+++ Record excerpts +++

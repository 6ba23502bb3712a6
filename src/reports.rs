//! Operations on the unsampled reports of a view, plus the sessions query.

use reqwest::Method;
use tracing::{debug, info};

use crate::client::{list_items, ServiceCall};
use crate::error::{ReportError, Result};
use crate::ids::validate_id;
use crate::locator::ResourceRef;
use crate::models::{GaDataResponse, ReportRecord, SessionsSummary};

/// The answer that allows a destructive call.
pub const AFFIRMATIVE: &str = "Y";

/// A user's answer to a destructive-action prompt.
#[derive(Debug, Clone, Copy, PartialEq, Eq)]
pub struct Confirmation {
    affirmed: bool,
}

impl Confirmation {
    /// Interpret one input line. Only `Y` (either case) confirms.
    pub fn from_input(input: &str) -> Self {
        let answer = input.trim_end_matches(['\r', '\n']);
        Self {
            affirmed: answer.eq_ignore_ascii_case(AFFIRMATIVE),
        }
    }

    pub fn declined() -> Self {
        Self { affirmed: false }
    }

    pub fn is_affirmed(&self) -> bool {
        self.affirmed
    }
}

/// Result of a delete request.
#[derive(Debug, Clone, Copy, PartialEq, Eq)]
pub enum DeleteOutcome {
    Deleted,
    /// The user did not confirm; nothing was sent.
    Declined,
}

/// List the unsampled reports of a view in server order.
pub async fn list_reports<S: ServiceCall>(
    service: &S,
    target: &ResourceRef,
) -> Result<Vec<ReportRecord>> {
    let reports: Vec<ReportRecord> = list_items(service, &target.reports_path()).await?;
    info!(view = %target, count = reports.len(), "listed unsampled reports");
    Ok(reports)
}

/// Get one unsampled report. Returns `None` when the report does not exist.
pub async fn get_report<S: ServiceCall>(
    service: &S,
    target: &ResourceRef,
    report_id: &str,
) -> Result<Option<ReportRecord>> {
    let path = target.report_path(report_id)?;

    match service.call(Method::GET, &path, &[]).await {
        Ok(value) => Ok(Some(serde_json::from_value(value)?)),
        Err(ReportError::ApiError { status: 404, .. }) => {
            debug!(report_id, "unsampled report not found");
            Ok(None)
        }
        Err(e) => Err(e),
    }
}

/// Delete an unsampled report, but only after an affirmative confirmation.
pub async fn delete_report<S: ServiceCall>(
    service: &S,
    target: &ResourceRef,
    report_id: &str,
    confirmation: Confirmation,
) -> Result<DeleteOutcome> {
    if !confirmation.is_affirmed() {
        info!(report_id, "delete declined");
        return Ok(DeleteOutcome::Declined);
    }

    let path = target.report_path(report_id)?;
    service.call(Method::DELETE, &path, &[]).await?;
    info!(view = %target, report_id, "deleted unsampled report");
    Ok(DeleteOutcome::Deleted)
}

/// Core Reporting query parameters.
#[derive(Debug, Clone, PartialEq, Eq)]
pub struct MetricsQuery {
    pub start_date: String,
    pub end_date: String,
    pub metrics: String,
}

impl Default for MetricsQuery {
    fn default() -> Self {
        Self {
            start_date: "1daysAgo".to_string(),
            end_date: "today".to_string(),
            metrics: "ga:sessions".to_string(),
        }
    }
}

/// Run a metric query (sessions by default) against a view.
pub async fn sessions<S: ServiceCall>(
    service: &S,
    target: &ResourceRef,
    query: &MetricsQuery,
) -> Result<SessionsSummary> {
    validate_id("start date", &query.start_date)?;
    validate_id("end date", &query.end_date)?;
    if query.metrics.is_empty() || query.metrics.split(',').any(|m| !m.starts_with("ga:")) {
        return Err(ReportError::QueryConstruction(format!(
            "invalid metrics: {:?}",
            query.metrics
        )));
    }

    let ids = target.ga_ids();
    let value = service
        .call(
            Method::GET,
            "data/ga",
            &[
                ("ids", ids.as_str()),
                ("start-date", query.start_date.as_str()),
                ("end-date", query.end_date.as_str()),
                ("metrics", query.metrics.as_str()),
            ],
        )
        .await?;
    let data: GaDataResponse = serde_json::from_value(value)?;

    let rows = data
        .rows
        .iter()
        .map(|row| {
            row.iter()
                .map(|cell| {
                    cell.parse::<f64>().map_err(|_| {
                        ReportError::InvalidResponse(format!("non-numeric metric value {:?}", cell))
                    })
                })
                .collect::<Result<Vec<f64>>>()
        })
        .collect::<Result<Vec<_>>>()?;

    Ok(SessionsSummary {
        profile_name: data
            .profile_info
            .and_then(|p| p.profile_name)
            .unwrap_or_else(|| target.profile_id().to_string()),
        rows,
    })
}
//! Tests for the unsampled report executors and their presentation.

mod common;

use common::FakeService;
use ga_reports::error::ReportError;
use ga_reports::locator::ResourceRef;
use ga_reports::presenter;
use ga_reports::reports::{
    delete_report, get_report, list_reports, sessions, Confirmation, DeleteOutcome, MetricsQuery,
};
use reqwest::Method;
use serde_json::json;

const REPORTS: &str =
    "management/accounts/296593/webproperties/UA-296593-56/profiles/107283129/unsampledReports";
const REPORT_ID: &str = "41ir6z5OSOuRDotwkh8wQg";

fn target() -> ResourceRef {
    ResourceRef::new("296593", "UA-296593-56", "107283129").unwrap()
}

fn report_path() -> String {
    format!("{}/{}", REPORTS, REPORT_ID)
}

mod list {
    use super::*;

    #[tokio::test]
    async fn keeps_server_order() {
        let service = FakeService::new().respond(
            Method::GET,
            REPORTS,
            json!({
                "items": [
                    {"id": "z", "title": "Last alphabetically", "status": "PENDING"},
                    {"id": "a", "title": "First alphabetically", "status": "COMPLETED"}
                ],
                "totalResults": 2
            }),
        );

        let reports = list_reports(&service, &target()).await.unwrap();

        let ids: Vec<_> = reports.iter().map(|r| r.id.as_str()).collect();
        assert_eq!(ids, vec!["z", "a"]);

        let lines = presenter::report_list(&reports);
        assert_eq!(lines.len(), 3);
        assert_eq!(lines[0], "Total Unsampled Reports: 2");
    }

    #[tokio::test]
    async fn empty_list_is_a_result() {
        let service = FakeService::new().respond(
            Method::GET,
            REPORTS,
            json!({"kind": "analytics#unsampledReports", "totalResults": 0}),
        );

        let reports = list_reports(&service, &target()).await.unwrap();

        assert!(reports.is_empty());
        assert_eq!(
            presenter::report_list(&reports),
            vec!["Total Unsampled Reports: 0", "No reports found"]
        );
    }

    #[tokio::test]
    async fn transport_failure_is_an_error() {
        let service = FakeService::new().fail(Method::GET, REPORTS, 500);

        let err = list_reports(&service, &target()).await.unwrap_err();

        assert!(matches!(err, ReportError::ApiError { status: 500, .. }));
    }
}

mod get {
    use super::*;

    #[tokio::test]
    async fn formats_detail_block() {
        let service = FakeService::new().respond(
            Method::GET,
            &report_path(),
            json!({
                "id": REPORT_ID,
                "title": "T",
                "status": "COMPLETED",
                "downloadType": "DRIVE"
            }),
        );

        let report = get_report(&service, &target(), REPORT_ID)
            .await
            .unwrap()
            .unwrap();

        let lines = presenter::report_detail(&report);
        assert_eq!(lines.len(), 4);
        assert!(lines[0].contains(REPORT_ID));
        assert!(lines[1].contains("T"));
        assert!(lines[2].contains("COMPLETED"));
        assert!(lines[3].contains("DRIVE"));
    }

    #[tokio::test]
    async fn missing_report_is_none() {
        let service = FakeService::new().fail(Method::GET, &report_path(), 404);

        let report = get_report(&service, &target(), REPORT_ID).await.unwrap();

        assert!(report.is_none());
    }

    #[tokio::test]
    async fn forbidden_is_an_error() {
        let service = FakeService::new().fail(Method::GET, &report_path(), 403);

        let err = get_report(&service, &target(), REPORT_ID).await.unwrap_err();

        assert!(matches!(err, ReportError::ApiError { status: 403, .. }));
    }

    #[tokio::test]
    async fn malformed_id_makes_no_call() {
        let service = FakeService::new();

        let err = get_report(&service, &target(), "../profiles")
            .await
            .unwrap_err();

        assert!(matches!(err, ReportError::QueryConstruction(_)));
        assert!(service.calls().is_empty());
    }
}

mod delete {
    use super::*;

    fn service() -> FakeService {
        FakeService::new().respond(Method::DELETE, &report_path(), serde_json::Value::Null)
    }

    #[tokio::test]
    async fn declined_makes_no_call() {
        for input in ["n", "N", "", "no", "yes", " y"] {
            let service = service();

            let outcome = delete_report(
                &service,
                &target(),
                REPORT_ID,
                Confirmation::from_input(input),
            )
            .await
            .unwrap();

            assert_eq!(outcome, DeleteOutcome::Declined, "input {input:?}");
            assert!(service.calls().is_empty(), "input {input:?}");
        }
    }

    #[tokio::test]
    async fn confirmed_deletes_once() {
        for input in ["Y", "y"] {
            let service = service();

            let outcome = delete_report(
                &service,
                &target(),
                REPORT_ID,
                Confirmation::from_input(input),
            )
            .await
            .unwrap();

            assert_eq!(outcome, DeleteOutcome::Deleted);
            let calls = service.calls();
            assert_eq!(calls.len(), 1);
            assert_eq!(calls[0].method, Method::DELETE);
            assert_eq!(calls[0].path, report_path());
        }
    }

    #[tokio::test]
    async fn confirmed_with_malformed_id_makes_no_call() {
        let service = service();

        let err = delete_report(&service, &target(), "", Confirmation::from_input("Y"))
            .await
            .unwrap_err();

        assert!(matches!(err, ReportError::QueryConstruction(_)));
        assert!(service.calls().is_empty());
    }

    #[tokio::test]
    async fn api_failure_is_reported() {
        let service = FakeService::new().fail(Method::DELETE, &report_path(), 403);

        let err = delete_report(&service, &target(), REPORT_ID, Confirmation::from_input("y"))
            .await
            .unwrap_err();

        assert!(matches!(err, ReportError::ApiError { status: 403, .. }));
        assert_eq!(service.calls().len(), 1);
    }
}

mod metrics {
    use super::*;

    #[tokio::test]
    async fn sessions_for_view() {
        let service = FakeService::new().respond(
            Method::GET,
            "data/ga",
            json!({
                "profileInfo": {"profileId": "107283129", "profileName": "All Web Site Data"},
                "rows": [["4521"]]
            }),
        );

        let summary = sessions(&service, &target(), &MetricsQuery::default())
            .await
            .unwrap();

        assert_eq!(summary.profile_name, "All Web Site Data");
        assert_eq!(summary.rows, vec![vec![4521.0]]);

        let calls = service.calls();
        assert_eq!(calls[0].param("ids"), Some("ga:107283129"));
        assert_eq!(calls[0].param("start-date"), Some("1daysAgo"));
        assert_eq!(calls[0].param("end-date"), Some("today"));
        assert_eq!(calls[0].param("metrics"), Some("ga:sessions"));

        assert_eq!(
            presenter::sessions(&summary),
            vec!["View (Profile): All Web Site Data", "Total Sessions: 4521"]
        );
    }

    #[tokio::test]
    async fn no_rows() {
        let service = FakeService::new().respond(
            Method::GET,
            "data/ga",
            json!({"profileInfo": {"profileName": "Empty view"}}),
        );

        let summary = sessions(&service, &target(), &MetricsQuery::default())
            .await
            .unwrap();

        assert!(summary.rows.is_empty());
        assert_eq!(presenter::sessions(&summary)[1], "No results found");
    }

    #[tokio::test]
    async fn non_numeric_rows() {
        let service = FakeService::new().respond(
            Method::GET,
            "data/ga",
            json!({"rows": [["many"]]}),
        );

        let err = sessions(&service, &target(), &MetricsQuery::default())
            .await
            .unwrap_err();

        assert!(matches!(err, ReportError::InvalidResponse(_)));
    }

    #[tokio::test]
    async fn invalid_metrics_make_no_call() {
        let service = FakeService::new();
        let query = MetricsQuery {
            metrics: "sessions".to_string(),
            ..Default::default()
        };

        let err = sessions(&service, &target(), &query).await.unwrap_err();

        assert!(matches!(err, ReportError::QueryConstruction(_)));
        assert!(service.calls().is_empty());
    }
}
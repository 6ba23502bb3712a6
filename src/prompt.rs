//! Interactive console input.

use dialoguer::Input;

use crate::error::Result;

/// Line-oriented console interaction.
pub trait Prompt {
    /// Show a message to the user.
    fn notice(&mut self, message: &str);

    /// Ask a question and return the raw answer line.
    fn ask(&mut self, question: &str) -> Result<String>;
}

/// Prompt on the attached terminal.
#[derive(Debug, Default)]
pub struct ConsolePrompt;

impl Prompt for ConsolePrompt {
    fn notice(&mut self, message: &str) {
        println!("{}", message);
    }

    fn ask(&mut self, question: &str) -> Result<String> {
        let answer: String = Input::new()
            .with_prompt(question)
            .allow_empty(true)
            .interact_text()?;
        Ok(answer)
    }
}
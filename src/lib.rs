//! ga_reports - A CLI tool for Google Analytics unsampled reports.
//!
//! This library provides functionality to:
//! - Authenticate with a service account or an installed-app authorization code
//! - Resolve a reporting view from the account → property → view hierarchy
//! - List, get and delete unsampled reports, and query the sessions metric
//! - List Drive files and download them to the local filesystem
//!
//! # Example
//!
//! ```no_run
//! use std::path::Path;
//! use std::time::Duration;
//!
//! use ga_reports::auth::{authenticate, Access, Api, Scope};
//! use ga_reports::client::{build_client, ClientOptions};
//! use ga_reports::locator::{resolve_default_view, Selection};
//! use ga_reports::reports::list_reports;
//!
//! #[tokio::main]
//! async fn main() -> anyhow::Result<()> {
//!     let scopes = [Scope::new(Api::Analytics, Access::Read)];
//!     let credentials = authenticate(
//!         None,
//!         Path::new("service-account.json"),
//!         &scopes,
//!         Duration::from_secs(30),
//!     )
//!     .await?;
//!     let service = build_client(credentials, "analytics", "v3", &ClientOptions::default()).await?;
//!
//!     let view = resolve_default_view(&service, &Selection::default()).await?;
//!     for report in list_reports(&service, &view).await? {
//!         println!("{}", report);
//!     }
//!
//!     Ok(())
//! }
//! ```

pub mod auth;
pub mod client;
pub mod config;
pub mod download;
pub mod error;
pub mod ids;
pub mod locator;
pub mod models;
pub mod presenter;
pub mod prompt;
pub mod reports;
pub mod retry;

// Re-exports for convenience
pub use auth::{Credentials, Scope};
pub use client::{build_client, ServiceHandle};
pub use config::Config;
pub use error::{ReportError, Result};
pub use locator::{ResourceRef, Selection};
pub use models::ReportRecord;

+++

* Exercise goal: The exact lines of the material above starting at the one that contains "use common::FakeService;" and ending at the one that contains "const REPORTS: &str" are what to retype; leave out everything else.

* Exercise output:
use common::FakeService;
use ga_reports::error::ReportError;
use ga_reports::locator::ResourceRef;
use ga_reports::presenter;
use ga_reports::reports::{
    delete_report, get_report, list_reports, sessions, Confirmation, DeleteOutcome, MetricsQuery,
};
use reqwest::Method;
use serde_json::json;

const REPORTS: &str =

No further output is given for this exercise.